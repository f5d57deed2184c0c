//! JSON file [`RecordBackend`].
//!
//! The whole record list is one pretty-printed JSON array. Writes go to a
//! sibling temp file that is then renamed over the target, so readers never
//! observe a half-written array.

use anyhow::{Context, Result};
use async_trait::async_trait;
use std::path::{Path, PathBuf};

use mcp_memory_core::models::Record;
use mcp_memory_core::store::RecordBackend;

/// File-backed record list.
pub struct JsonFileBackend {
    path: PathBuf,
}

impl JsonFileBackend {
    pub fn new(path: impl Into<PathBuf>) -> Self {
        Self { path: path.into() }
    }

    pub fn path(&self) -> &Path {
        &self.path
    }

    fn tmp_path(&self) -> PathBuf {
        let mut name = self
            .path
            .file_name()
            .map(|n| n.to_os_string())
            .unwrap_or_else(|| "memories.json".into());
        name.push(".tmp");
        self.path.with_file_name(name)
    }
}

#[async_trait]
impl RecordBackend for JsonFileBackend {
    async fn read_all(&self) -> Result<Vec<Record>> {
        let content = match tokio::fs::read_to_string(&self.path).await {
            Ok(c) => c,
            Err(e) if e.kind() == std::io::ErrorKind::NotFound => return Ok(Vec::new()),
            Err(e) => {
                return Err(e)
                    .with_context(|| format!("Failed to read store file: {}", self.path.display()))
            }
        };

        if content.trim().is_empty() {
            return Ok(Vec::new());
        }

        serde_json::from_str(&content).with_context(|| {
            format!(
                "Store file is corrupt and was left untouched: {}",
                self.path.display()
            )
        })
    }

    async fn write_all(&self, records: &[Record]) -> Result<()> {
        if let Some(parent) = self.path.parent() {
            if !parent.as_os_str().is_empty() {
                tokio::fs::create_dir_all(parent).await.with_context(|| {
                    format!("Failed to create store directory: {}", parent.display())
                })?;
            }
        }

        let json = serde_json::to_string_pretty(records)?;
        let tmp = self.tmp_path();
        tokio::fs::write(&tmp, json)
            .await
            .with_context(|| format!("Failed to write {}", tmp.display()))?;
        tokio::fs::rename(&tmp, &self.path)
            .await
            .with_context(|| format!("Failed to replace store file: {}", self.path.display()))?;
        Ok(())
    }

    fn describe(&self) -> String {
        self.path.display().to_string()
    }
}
____________
Task to complete
The full listing has to be duplicated exactly.

Output for this exercise
repository f5d57deed2184c0c
//! JSON file [`RecordBackend`].
//!
//! The whole record list is one pretty-printed JSON array. Writes go to a
//! sibling temp file that is then renamed over the target, so readers never
//! observe a half-written array.

use anyhow::{Context, Result};
use async_trait::async_trait;
use std::path::{Path, PathBuf};

use mcp_memory_core::models::Record;
use mcp_memory_core::store::RecordBackend;

/// File-backed record list.
pub struct JsonFileBackend {
    path: PathBuf,
}

impl JsonFileBackend {
    pub fn new(path: impl Into<PathBuf>) -> Self {
        Self { path: path.into() }
    }

    pub fn path(&self) -> &Path {
        &self.path
    }

    fn tmp_path(&self) -> PathBuf {
        let mut name = self
            .path
            .file_name()
            .map(|n| n.to_os_string())
            .unwrap_or_else(|| "memories.json".into());
        name.push(".tmp");
        self.path.with_file_name(name)
    }
}

#[async_trait]
impl RecordBackend for JsonFileBackend {
    async fn read_all(&self) -> Result<Vec<Record>> {
        let content = match tokio::fs::read_to_string(&self.path).await {
            Ok(c) => c,
            Err(e) if e.kind() == std::io::ErrorKind::NotFound => return Ok(Vec::new()),
            Err(e) => {
                return Err(e)
                    .with_context(|| format!("Failed to read store file: {}", self.path.display()))
            }
        };

        if content.trim().is_empty() {
            return Ok(Vec::new());
        }

        serde_json::from_str(&content).with_context(|| {
            format!(
                "Store file is corrupt and was left untouched: {}",
                self.path.display()
            )
        })
    }

    async fn write_all(&self, records: &[Record]) -> Result<()> {
        if let Some(parent) = self.path.parent() {
            if !parent.as_os_str().is_empty() {
                tokio::fs::create_dir_all(parent).await.with_context(|| {
                    format!("Failed to create store directory: {}", parent.display())
                })?;
            }
        }

        let json = serde_json::to_string_pretty(records)?;
        let tmp = self.tmp_path();
        tokio::fs::write(&tmp, json)
            .await
            .with_context(|| format!("Failed to write {}", tmp.display()))?;
        tokio::fs::rename(&tmp, &self.path)
            .await
            .with_context(|| format!("Failed to replace store file: {}", self.path.display()))?;
        Ok(())
    }

    fn describe(&self) -> String {
        self.path.display().to_string()
    }
}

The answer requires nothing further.